:: ASSIGNMENT ::
Your task is to write out the complete listing exactly as it is shown.

■ ■ ■

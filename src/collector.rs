//! Goal filtering and dominance deduplication of simulated results.
//!
//! Retained results have pairwise distinct (position, velocity) outcomes, each
//! held by the first result seen with the fewest runs. Lookups are a linear
//! scan; the retained set stays small next to the candidate count.

use serde::Serialize;

use crate::config::{GoalDirection, SimConfig};
use crate::simulate::CandidateResult;

#[derive(Clone, Copy, Debug, PartialEq, Eq)]
pub enum Offer {
    OutsideGoal,
    Added,
    /// An equal outcome was held by a result with more runs; it was dropped
    /// and the new result appended at the end.
    Replaced,
    /// An equal outcome is already held with no more runs than this one.
    Dominated,
}

#[derive(Clone, Copy, Debug, Default, PartialEq, Eq, Serialize)]
pub struct CollectorTally {
    pub offered: u64,
    pub outside_goal: u64,
    pub added: u64,
    pub replaced: u64,
    pub dominated: u64,
}

#[derive(Clone, Debug)]
pub struct Collector {
    goal_position: f64,
    goal_direction: GoalDirection,
    retained: Vec<CandidateResult>,
    tally: CollectorTally,
}

impl Collector {
    pub fn new(goal_position: f64, goal_direction: GoalDirection) -> Self {
        Self {
            goal_position,
            goal_direction,
            retained: Vec::new(),
            tally: CollectorTally::default(),
        }
    }

    pub fn for_config(config: &SimConfig) -> Self {
        Self::new(config.goal_position, config.goal_direction)
    }

    pub fn offer(&mut self, result: CandidateResult) -> Offer {
        self.tally.offered += 1;

        if !self
            .goal_direction
            .admits(result.position, self.goal_position)
        {
            self.tally.outside_goal += 1;
            return Offer::OutsideGoal;
        }

        let existing = self
            .retained
            .iter()
            .position(|held| held.same_outcome(&result));

        match existing {
            Some(idx) if result.inputs.run_count() < self.retained[idx].inputs.run_count() => {
                self.retained.remove(idx);
                self.retained.push(result);
                self.tally.replaced += 1;
                Offer::Replaced
            }
            Some(_) => {
                self.tally.dominated += 1;
                Offer::Dominated
            }
            None => {
                self.retained.push(result);
                self.tally.added += 1;
                Offer::Added
            }
        }
    }

    pub fn retained(&self) -> &[CandidateResult] {
        &self.retained
    }

    pub fn tally(&self) -> CollectorTally {
        self.tally
    }

    pub fn into_results(self) -> Vec<CandidateResult> {
        self.retained
    }
}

■ ■ ■

:: EXERCISE SOLUTION ::
filename src/collector.rs
//! Goal filtering and dominance deduplication of simulated results.
//!
//! Retained results have pairwise distinct (position, velocity) outcomes, each
//! held by the first result seen with the fewest runs. Lookups are a linear
//! scan; the retained set stays small next to the candidate count.

use serde::Serialize;

use crate::config::{GoalDirection, SimConfig};
use crate::simulate::CandidateResult;

#[derive(Clone, Copy, Debug, PartialEq, Eq)]
pub enum Offer {
    OutsideGoal,
    Added,
    /// An equal outcome was held by a result with more runs; it was dropped
    /// and the new result appended at the end.
    Replaced,
    /// An equal outcome is already held with no more runs than this one.
    Dominated,
}

#[derive(Clone, Copy, Debug, Default, PartialEq, Eq, Serialize)]
pub struct CollectorTally {
    pub offered: u64,
    pub outside_goal: u64,
    pub added: u64,
    pub replaced: u64,
    pub dominated: u64,
}

#[derive(Clone, Debug)]
pub struct Collector {
    goal_position: f64,
    goal_direction: GoalDirection,
    retained: Vec<CandidateResult>,
    tally: CollectorTally,
}

impl Collector {
    pub fn new(goal_position: f64, goal_direction: GoalDirection) -> Self {
        Self {
            goal_position,
            goal_direction,
            retained: Vec::new(),
            tally: CollectorTally::default(),
        }
    }

    pub fn for_config(config: &SimConfig) -> Self {
        Self::new(config.goal_position, config.goal_direction)
    }

    pub fn offer(&mut self, result: CandidateResult) -> Offer {
        self.tally.offered += 1;

        if !self
            .goal_direction
            .admits(result.position, self.goal_position)
        {
            self.tally.outside_goal += 1;
            return Offer::OutsideGoal;
        }

        let existing = self
            .retained
            .iter()
            .position(|held| held.same_outcome(&result));

        match existing {
            Some(idx) if result.inputs.run_count() < self.retained[idx].inputs.run_count() => {
                self.retained.remove(idx);
                self.retained.push(result);
                self.tally.replaced += 1;
                Offer::Replaced
            }
            Some(_) => {
                self.tally.dominated += 1;
                Offer::Dominated
            }
            None => {
                self.retained.push(result);
                self.tally.added += 1;
                Offer::Added
            }
        }
    }

    pub fn retained(&self) -> &[CandidateResult] {
        &self.retained
    }

    pub fn tally(&self) -> CollectorTally {
        self.tally
    }

    pub fn into_results(self) -> Vec<CandidateResult> {
        self.retained
    }
}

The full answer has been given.